Why MTU breaks the adjacency
OSPF neighbors climb through a sequence of states: Down, Init, 2-Way, ExStart, Exchange, Loading, Full. In ExStart the routers elect a master and agree on a DBD sequence number. In Exchange they send Database Description packets describing their link-state databases. Those DBD packets can be large — and OSPF checks that both interfaces agree on IP MTU. If one side is 1500 and the other is 9000 (or a sub-interface adds a tag), the oversized packets are dropped, the exchange never completes, and the neighbor falls back to ExStart and tries again. Forever.
How to confirm it
R1# show ip ospf neighbor Neighbor ID State Interface 10.0.0.2 EXSTART/DR GigabitEthernet0/0 R1# show interface Gig0/0 | include MTU MTU 1500 bytes ... R2# show interface Gig0/0 | include MTU MTU 9000 bytes ...

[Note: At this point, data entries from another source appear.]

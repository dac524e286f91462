use std::{env, io, path::PathBuf};

use anyhow::{anyhow, Result};

const APPLICATION_DIR: &str = "daymaker";

/// Resolves and creates the directory holding history documents and logs. By default it's
/// `$XDG_STATE_HOME/daymaker` or `$HOME/.local/state/daymaker`, `%APPDATA%\daymaker` on Windows.
pub fn create_application_default_path() -> Result<PathBuf> {
    let mut path = platform_state_dir()?;
    path.push(APPLICATION_DIR);
    ensure_dir(path)
}

pub fn ensure_dir(path: PathBuf) -> Result<PathBuf> {
    match std::fs::create_dir_all(&path) {
        Ok(_) => Ok(path),
        Err(v) if v.kind() == io::ErrorKind::AlreadyExists => Ok(path),
        Err(v) => Err(v.into()),
    }
}

fn platform_state_dir() -> Result<PathBuf> {
    cfg_if::cfg_if! {
        if #[cfg(windows)] {
            env::var("APPDATA")
                .map(PathBuf::from)
                .map_err(|_| anyhow!("APPDATA should be present on Windows"))
        } else {
            env::var("XDG_STATE_HOME")
                .map(PathBuf::from)
                .or_else(|_| {
                    env::var("HOME").map(|home| {
                        let mut path = PathBuf::from(home);
                        path.push(".local/state");
                        path
                    })
                })
                .map_err(|_| anyhow!("Couldn't find neither XDG_STATE_HOME nor HOME"))
        }
    }
}
use std::{path::Path, sync::LazyLock};

use anyhow::Result;
use tracing::level_filters::LevelFilter;
use tracing_appender::rolling::Rotation;
use tracing_subscriber::{
    fmt::{format::FmtSpan, writer::MakeWriterExt},
    EnvFilter,
};

const LOG_FILE_PREFIX: &str = "daymaker";
const LOG_DIR: &str = "logs";
const KEPT_LOG_FILES: usize = 5;
const DEFAULT_LEVEL: &str = "info";

/// How the cli wants its diagnostics. `level` wins over `RUST_LOG`, `console` mirrors the log
/// into stdout on top of the log files.
#[derive(Debug, Clone, Copy, Default)]
pub struct LogOptions {
    pub level: Option<LevelFilter>,
    pub console: bool,
}

impl LogOptions {
    /// `--log` turns on everything and echoes it.
    pub fn from_flag(verbose: bool) -> Self {
        Self {
            level: verbose.then_some(LevelFilter::TRACE),
            console: verbose,
        }
    }

    /// Filter directive scoped to this crate, so dependencies stay quiet.
    fn directive(&self, rust_log: Option<String>) -> String {
        let level = self
            .level
            .map(|v| v.to_string().to_lowercase())
            .or(rust_log.filter(|v| !v.trim().is_empty()))
            .unwrap_or_else(|| DEFAULT_LEVEL.into());
        format!("{}={level}", env!("CARGO_PKG_NAME").replace('-', "_"))
    }
}

/// Installs the global subscriber writing into `<app dir>/logs`, rotated daily.
pub fn enable_logging(app_dir: &Path, options: LogOptions) -> Result<()> {
    let appender = tracing_appender::rolling::Builder::new()
        .rotation(Rotation::DAILY)
        .max_log_files(KEPT_LOG_FILES)
        .filename_prefix(LOG_FILE_PREFIX)
        .build(app_dir.join(LOG_DIR))?;

    let console = options.console;
    let stdout = std::io::stdout.with_filter(move |_| console);

    tracing_subscriber::fmt()
        .with_env_filter(EnvFilter::new(
            options.directive(std::env::var("RUST_LOG").ok()),
        ))
        .with_span_events(FmtSpan::CLOSE)
        .with_writer(stdout.and(appender))
        .pretty()
        .init();
    Ok(())
}

pub static TEST_LOGGING: LazyLock<()> = LazyLock::new(|| {
    tracing_subscriber::fmt()
        .with_max_level(LevelFilter::TRACE)
        .with_test_writer()
        .pretty()
        .init()
});

#[cfg(test)]
mod tests {
    use tracing::level_filters::LevelFilter;

    use super::LogOptions;

    #[test]
    fn flag_overrides_environment() {
        let options = LogOptions::from_flag(true);
        assert!(options.console);
        assert_eq!(options.directive(Some("warn".into())), "daymaker=trace");
    }

    #[test]
    fn environment_then_default() {
        let quiet = LogOptions::from_flag(false);
        assert!(!quiet.console);
        assert_eq!(quiet.directive(Some("debug".into())), "daymaker=debug");
        assert_eq!(quiet.directive(Some("  ".into())), "daymaker=info");
        assert_eq!(quiet.directive(None), "daymaker=info");

        let pinned = LogOptions {
            level: Some(LevelFilter::WARN),
            console: false,
        };
        assert_eq!(pinned.directive(None), "daymaker=warn");
    }
}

A state stuck at ExStart or Exchange is the tell. Compare the IP MTU on both ends — including any tunnel or 802.1Q sub-interface overhead. Area, hello/dead timer, and authentication mismatches all fail earlier (the neighbor never leaves Init or 2-Way), so ExStart/Exchange specifically points the finger at MTU.
The fix
- →Best: make the IP MTU identical on both interfaces.
- →Workaround: if you genuinely cannot match them, tell OSPF to skip the check with ip ospf mtu-ignore on the interface. It masks the symptom rather than curing it — packets can still be dropped elsewhere.
If a tunnel is involved, the real MTU is smaller than the physical interface suggests — work out the effective value before you set it.